use async_trait::async_trait;
use chrono::Utc;
use sea_orm::sea_query::Expr;
use sea_orm::{
    ActiveModelTrait, ColumnTrait, DatabaseConnection, DatabaseTransaction, DbErr, EntityTrait,
    QueryFilter, QuerySelect, Set, TransactionTrait,
};
use std::sync::Arc;
use tracing::error;
use uuid::Uuid;

use super::sea_orm_entity::courses::{Column as CourseColumn, Entity as CourseEntity};
use super::sea_orm_entity::enrollments::{
    ActiveModel as EnrollmentActiveModel, Column as EnrollmentColumn, Entity as EnrollmentEntity,
    Model as EnrollmentModel,
};
use crate::auth::adapter::outgoing::sea_orm_entity::users::{
    ActiveModel as UserActiveModel, Entity as UserEntity, Model as UserModel,
};
use crate::course::application::domain::entities::{Enrollment, PaymentStatus};
use crate::course::application::ports::outgoing::{EnrollmentRepository, EnrollmentRepositoryError};

/// Enrollment writes. Each operation runs in a single transaction that holds
/// the enrolling user's row lock, so concurrent requests by the same user
/// are serialized.
#[derive(Clone, Debug)]
pub struct EnrollmentRepositoryPostgres {
    db: Arc<DatabaseConnection>,
}

impl EnrollmentRepositoryPostgres {
    pub fn new(db: Arc<DatabaseConnection>) -> Self {
        Self { db }
    }
}

fn map_db_err(e: DbErr) -> EnrollmentRepositoryError {
    error!("Enrollment store failure: {}", e);
    EnrollmentRepositoryError::DatabaseError(e.to_string())
}

fn to_enrollment(model: EnrollmentModel) -> Result<Enrollment, EnrollmentRepositoryError> {
    model
        .into_domain()
        .map_err(EnrollmentRepositoryError::SerializationError)
}

async fn lock_user(
    txn: &DatabaseTransaction,
    user_id: Uuid,
) -> Result<UserModel, EnrollmentRepositoryError> {
    UserEntity::find_by_id(user_id)
        .lock_exclusive()
        .one(txn)
        .await
        .map_err(map_db_err)?
        .ok_or(EnrollmentRepositoryError::UserNotFound)
}

async fn ensure_course(
    txn: &DatabaseTransaction,
    course_id: Uuid,
) -> Result<(), EnrollmentRepositoryError> {
    CourseEntity::find_by_id(course_id)
        .one(txn)
        .await
        .map_err(map_db_err)?
        .map(|_| ())
        .ok_or(EnrollmentRepositoryError::CourseNotFound)
}

fn new_enrollment(user_id: Uuid, course_id: Uuid, status: PaymentStatus) -> EnrollmentActiveModel {
    EnrollmentActiveModel {
        id: Set(Uuid::new_v4()),
        user_id: Set(user_id),
        course_id: Set(course_id),
        enrolled_at: Set(Utc::now().fixed_offset()),
        payment_status: Set(status.as_str().to_string()),
        transaction_id: Set(None),
        progress: Set(0.0),
        completed_lessons: Set(serde_json::json!([])),
    }
}

#[async_trait]
impl EnrollmentRepository for EnrollmentRepositoryPostgres {
    async fn enroll_free(
        &self,
        user_id: Uuid,
        course_id: Uuid,
    ) -> Result<Enrollment, EnrollmentRepositoryError> {
        let txn = self.db.begin().await.map_err(map_db_err)?;

        let user = lock_user(&txn, user_id).await?;
        let mut enrolled: Vec<Uuid> = serde_json::from_value(user.enrolled_courses.clone())
            .map_err(|e| EnrollmentRepositoryError::SerializationError(e.to_string()))?;

        if enrolled.contains(&course_id) {
            return Err(EnrollmentRepositoryError::AlreadyEnrolled);
        }

        ensure_course(&txn, course_id).await?;

        enrolled.push(course_id);
        let enrolled_json = serde_json::to_value(&enrolled)
            .map_err(|e| EnrollmentRepositoryError::SerializationError(e.to_string()))?;

        let mut active_user: UserActiveModel = user.into();
        active_user.enrolled_courses = Set(enrolled_json);
        active_user.update(&txn).await.map_err(map_db_err)?;

        CourseEntity::update_many()
            .col_expr(
                CourseColumn::StudentCount,
                Expr::col(CourseColumn::StudentCount).add(1),
            )
            .filter(CourseColumn::Id.eq(course_id))
            .exec(&txn)
            .await
            .map_err(map_db_err)?;

        let inserted = new_enrollment(user_id, course_id, PaymentStatus::Completed)
            .insert(&txn)
            .await
            .map_err(map_db_err)?;

        txn.commit().await.map_err(map_db_err)?;
        to_enrollment(inserted)
    }

    async fn begin_paid_enrollment(
        &self,
        user_id: Uuid,
        course_id: Uuid,
    ) -> Result<Enrollment, EnrollmentRepositoryError> {
        let txn = self.db.begin().await.map_err(map_db_err)?;

        lock_user(&txn, user_id).await?;
        ensure_course(&txn, course_id).await?;

        let pending = EnrollmentEntity::find()
            .filter(EnrollmentColumn::UserId.eq(user_id))
            .filter(EnrollmentColumn::CourseId.eq(course_id))
            .filter(EnrollmentColumn::PaymentStatus.eq(PaymentStatus::Pending.as_str()))
            .one(&txn)
            .await
            .map_err(map_db_err)?;

        let enrollment = match pending {
            Some(existing) => existing,
            None => new_enrollment(user_id, course_id, PaymentStatus::Pending)
                .insert(&txn)
                .await
                .map_err(map_db_err)?,
        };

        txn.commit().await.map_err(map_db_err)?;
        to_enrollment(enrollment)
    }
}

..............................

TASK OBJECTIVE -
Where a line in the material contains "CourseEntity", copy that line.

RESPONSE TO THIS TASK -
use super::sea_orm_entity::courses::{Column as CourseColumn, Entity as CourseEntity};
    CourseEntity::find_by_id(course_id)
        CourseEntity::update_many()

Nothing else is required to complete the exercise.